Ex vivo cytocompatibility assessment of DPNAs. The behavior of ADMSC cultured in the endoneurial part of DPNAs is shown for (A) Live&Dead (L/D) analysis and (B) WST-1cell metabolic assay. For (A) L/D assay non-cell seeded DPNAs of each decellularization method used were included as technical controls in order to confirm that these analyses were conducted with cell-free biomaterials and no cells remained after the decellularization process. Scale bar = 200 µm. For (B) mean values with their respective error bars corresponding to standard deviations were graphed. Statistically significant differences (p < 0.05) were determined with Mann–Whitney test as follows: # = vs. 2D – CTR; a = vs. 2D + CTR; b = vs. SD group; c = vs. P1 group; d = vs. P2 group; e = vs. P3 group.

FIGURE 6

Macroscopic and graphical representation of muscular changes after 15 weeks of sciatic nerve repair by using DPNAs and autograft techniques. (A) Macroscopic analysis of the whole leg and the gastrocnemius and tibialis anterior muscles on the operated side (left) as compared to the contralateral legs (right) in all operated animals. Morphometric analyses comparing the lesioned side (gray) with the contralateral leg (black) of the whole leg (B), the gastrocnemius (C) and tibialis anterior muscles (D) in all operated animals (AUTO, SD, P1, P2). The lost percentage is summarized in the upper part of each column group. Statistically significant differences (p < 0.05) were determined with Mann–Whitney test as follows: a = vs. CTR.

FIGURE 7

Peripheral nerve regeneration histological profile of the central region of the implanted grafts after 15 weeks of surgery. (A) General morphology of the operated and control nerves assessed by hematoxylin-eosin (HE) histochemical method. (B) Evaluation of myelin and collagen fibers content and distribution was performed by myelin-collagen (MCOLL) histochemical method. (C) Schwann cell identification by S-100 marker immunostaining. (D) Immunodetection of GAP-43 marker to assess the newly nerve fibers generated. (E) Mature nerve fibers generated were showed by neurofilament (NFL) immunohistochemical staining. Scale bar = 50 nm.

FIGURE 8

Quantitative and ultrastructural assessment of nerve regeneration in the distal region of the graft. (A-1) General morphology evaluation by toluidine blue (TB) staining. (A-2) Representative TEM images of cross-sectional section.

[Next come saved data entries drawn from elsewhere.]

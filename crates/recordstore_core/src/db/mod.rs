//! Storage bootstrap for the supported backends.
//!
//! # Responsibility
//! - Open and configure SQLite connections.
//! - Open MongoDB databases through the synchronous driver.
//! - Wrap driver failures in one transport error type.
//!
//! # Invariants
//! - Callers own table/collection layout; bootstrap never creates schema.

use std::error::Error;
use std::fmt::{Display, Formatter};

mod mongo;
mod open;

pub use mongo::open_mongo;
pub use open::{open_db, open_db_in_memory};

pub type DbResult<T> = Result<T, DbError>;

#[derive(Debug)]
pub enum DbError {
    Sqlite(rusqlite::Error),
    Mongo(mongodb::error::Error),
}

impl Display for DbError {
    fn fmt(&self, f: &mut Formatter<'_>) -> std::fmt::Result {
        match self {
            Self::Sqlite(err) => write!(f, "{err}"),
            Self::Mongo(err) => write!(f, "{err}"),
        }
    }
}

impl Error for DbError {
    fn source(&self) -> Option<&(dyn Error + 'static)> {
        match self {
            Self::Sqlite(err) => Some(err),
            Self::Mongo(err) => Some(err),
        }
    }
}

impl From<rusqlite::Error> for DbError {
    fn from(value: rusqlite::Error) -> Self {
        Self::Sqlite(value)
    }
}

impl From<mongodb::error::Error> for DbError {
    fn from(value: mongodb::error::Error) -> Self {
        Self::Mongo(value)
    }
}
//! Record schema: ordered, uniquely named, typed fields.
//!
//! # Responsibility
//! - Declare the shape of an entity's records.
//! - Act as the type oracle for condition, sort and body parsing.
//!
//! # Invariants
//! - Field order is insertion order and fixes generated column order.
//! - Re-declaring a name only replaces its kind.

use crate::model::ordered::{Iter, Keyed, OrderedMap};
use crate::model::types::ScalarType;
use crate::model::values::Values;
use std::fmt::{Display, Formatter};

const REQUIRED_PREFIX: char = '+';

#[derive(Debug, Clone, PartialEq, Eq)]
pub struct Field {
    pub name: String,
    pub kind: ScalarType,
    pub required: bool,
}

impl Field {
    pub fn new(name: impl Into<String>, kind: ScalarType) -> Self {
        Self {
            name: name.into(),
            kind,
            required: false,
        }
    }

    pub fn required(name: impl Into<String>, kind: ScalarType) -> Self {
        Self {
            name: name.into(),
            kind,
            required: true,
        }
    }
}

impl Keyed for Field {
    fn key(&self) -> &str {
        &self.name
    }
}

/// Ordered field set. Not synchronized; share behind a lock if needed.
#[derive(Debug, Clone, Default, PartialEq)]
pub struct Fields {
    entries: OrderedMap<Field>,
}

impl Fields {
    pub fn new() -> Self {
        Self::default()
    }

    /// Declares `name` with `kind`.
    ///
    /// A leading `+` marks the field required and is stripped from the name.
    /// An existing field keeps its position and required flag; only its kind
    /// is replaced.
    pub fn set(&mut self, name: &str, kind: ScalarType) -> &mut Self {
        let field = match name.strip_prefix(REQUIRED_PREFIX) {
            Some(stripped) => Field::required(stripped, kind),
            None => Field::new(name, kind),
        };
        self.insert(field)
    }

    /// Adds a fully described field, with the same replacement rule as `set`.
    pub fn insert(&mut self, field: Field) -> &mut Self {
        match self.entries.get_mut(&field.name) {
            Some(existing) => existing.kind = field.kind,
            None => {
                self.entries.insert(field);
            }
        }
        self
    }

    pub fn unset(&mut self, name: &str) -> Option<Field> {
        self.entries.remove(name)
    }

    pub fn get(&self, name: &str) -> Option<&Field> {
        self.entries.get(name)
    }

    pub fn contains(&self, name: &str) -> bool {
        self.entries.contains(name)
    }

    pub fn type_of(&self, name: &str) -> Option<ScalarType> {
        self.get(name).map(|field| field.kind)
    }

    pub fn len(&self) -> usize {
        self.entries.len()
    }

    pub fn is_empty(&self) -> bool {
        self.entries.is_empty()
    }

    pub fn iter(&self) -> Iter<'_, Field> {
        self.entries.iter()
    }

    /// Builds a record holding each field's type default, in field order.
    pub fn default_values(&self) -> Values {
        self.iter()
            .map(|field| (field.name.clone(), field.kind.default_value()))
            .collect()
    }
}

impl FromIterator<Field> for Fields {
    fn from_iter<I: IntoIterator<Item = Field>>(iter: I) -> Self {
        let mut fields = Self::new();
        for field in iter {
            fields.insert(field);
        }
        fields
    }
}

impl<'a> IntoIterator for &'a Fields {
    type Item = &'a Field;
    type IntoIter = Iter<'a, Field>;

    fn into_iter(self) -> Self::IntoIter {
        self.iter()
    }
}

impl Display for Fields {
    fn fmt(&self, f: &mut Formatter<'_>) -> std::fmt::Result {
        for (position, field) in self.iter().enumerate() {
            if position > 0 {
                f.write_str(", ")?;
            }
            write!(f, "{}:{}", field.name, field.kind)?;
            if field.required {
                f.write_str("!")?;
            }
        }
        Ok(())
    }
}

#[cfg(test)]
mod tests {
    use super::{Field, Fields};
    use crate::model::types::{Scalar, ScalarType};

    #[test]
    fn set_then_get_returns_declared_field() {
        let mut fields = Fields::new();
        fields.set("name", ScalarType::String);

        let field = fields.get("name").expect("field should exist");
        assert_eq!(field.kind, ScalarType::String);
        assert!(!field.required);
        assert_eq!(fields.type_of("missing"), None);
    }

    #[test]
    fn plus_prefix_marks_required() {
        let mut fields = Fields::new();
        fields.set("+email", ScalarType::String);

        assert!(fields.get("+email").is_none());
        assert!(fields.get("email").expect("stripped name").required);
    }

    #[test]
    fn duplicate_set_replaces_kind_in_place() {
        let mut fields = Fields::new();
        fields
            .set("+a", ScalarType::String)
            .set("b", ScalarType::Int64)
            .set("c", ScalarType::Bool);
        fields.set("a", ScalarType::Float64);

        assert_eq!(fields.len(), 3);
        let names: Vec<_> = fields.iter().map(|field| field.name.as_str()).collect();
        assert_eq!(names, vec!["a", "b", "c"]);
        let a = fields.get("a").unwrap();
        assert_eq!(a.kind, ScalarType::Float64);
        assert!(a.required);
    }

    #[test]
    fn unset_sole_field_empties_collection() {
        let mut fields = Fields::new();
        fields.set("only", ScalarType::Int64);
        assert!(fields.unset("only").is_some());
        assert!(fields.is_empty());
        assert_eq!(fields.len(), 0);
    }

    #[test]
    fn default_values_follow_field_order() {
        let fields: Fields = [
            Field::new("active", ScalarType::Bool),
            Field::new("name", ScalarType::String),
            Field::new("stock", ScalarType::Int64),
        ]
        .into_iter()
        .collect();

        let values = fields.default_values();
        let pairs: Vec<_> = values
            .iter()
            .map(|value| (value.name.as_str(), value.value.clone()))
            .collect();
        assert_eq!(
            pairs,
            vec![
                ("active", Scalar::Bool(true)),
                ("name", Scalar::String(String::new())),
                ("stock", Scalar::Int64(0)),
            ]
        );
    }

    #[test]
    fn display_marks_required_fields() {
        let mut fields = Fields::new();
        fields.set("+name", ScalarType::String).set("age", ScalarType::Int64);
        assert_eq!(fields.to_string(), "name:string!, age:int64");
    }
}
//! Backend-agnostic data access for schema-described records.
//! Filters, pagination and records are modelled once and compiled to SQL or
//! to document-store queries.

pub mod compile;
pub mod config;
pub mod context;
pub mod db;
pub mod logging;
pub mod model;
pub mod query;
pub mod repo;
pub mod service;
pub mod store;

pub use compile::{
    CompileError, CompileRequest, CompileResult, DocumentAction, DocumentCompiler, DocumentQuery,
    Operation, QueryCompiler, SqlCompiler, SqlQuery,
};
pub use config::{BackendConfig, ConfigError, LogConfig, StoreConfig};
pub use context::{Context, ContextError};
pub use db::{open_db, open_db_in_memory, open_mongo, DbError};
pub use logging::{default_log_level, init_logging, logging_status, LoggingError};
pub use model::entity::Entity;
pub use model::error::{ParseError, ParseResult};
pub use model::fields::{Field, Fields};
pub use model::types::{Scalar, ScalarType};
pub use model::values::{Value, Values};
pub use query::condition::{
    conditions_from_map, Condition, ConditionOperator, LogicalJoin, Operand,
};
pub use query::pagination::{order_by_from_str, OrderBy, Pagination, Sort};
pub use repo::{
    DocumentDriver, DocumentOutcome, MongoRepository, RepoError, RepoResult, Repository,
    SqliteRepository,
};
pub use service::entity_service::{EntityService, QueryMap};
pub use store::{Store, StoreError};

/// Returns the crate version.
pub fn core_version() -> &'static str {
    env!("CARGO_PKG_VERSION")
}

#[cfg(test)]
mod tests {
    use super::core_version;

    #[test]
    fn version_is_not_empty() {
        assert!(!core_version().is_empty());
    }
}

Scale bar: (A-1) = 20 µm; (A-2) = 10 nm low magnification and 1 nm high magnification images. (B) Quantitative histomorphometry of the DPNAs were performed. (B-1) Density of fibers; (B-2) Total fiber number; (B-3) Axon diameter; (B-4) Fiber diameter; (B-5) Myelin thickness; (B-6) G-ratio (axon diameter/fiber diameter). Statistically significant differences (p < 0.05) were determined with Mann–Whitney test as follows: a = vs. CTR; b = vs. AUTO; c = vs. SD group; d = vs. P1 group; e = vs. P2 group.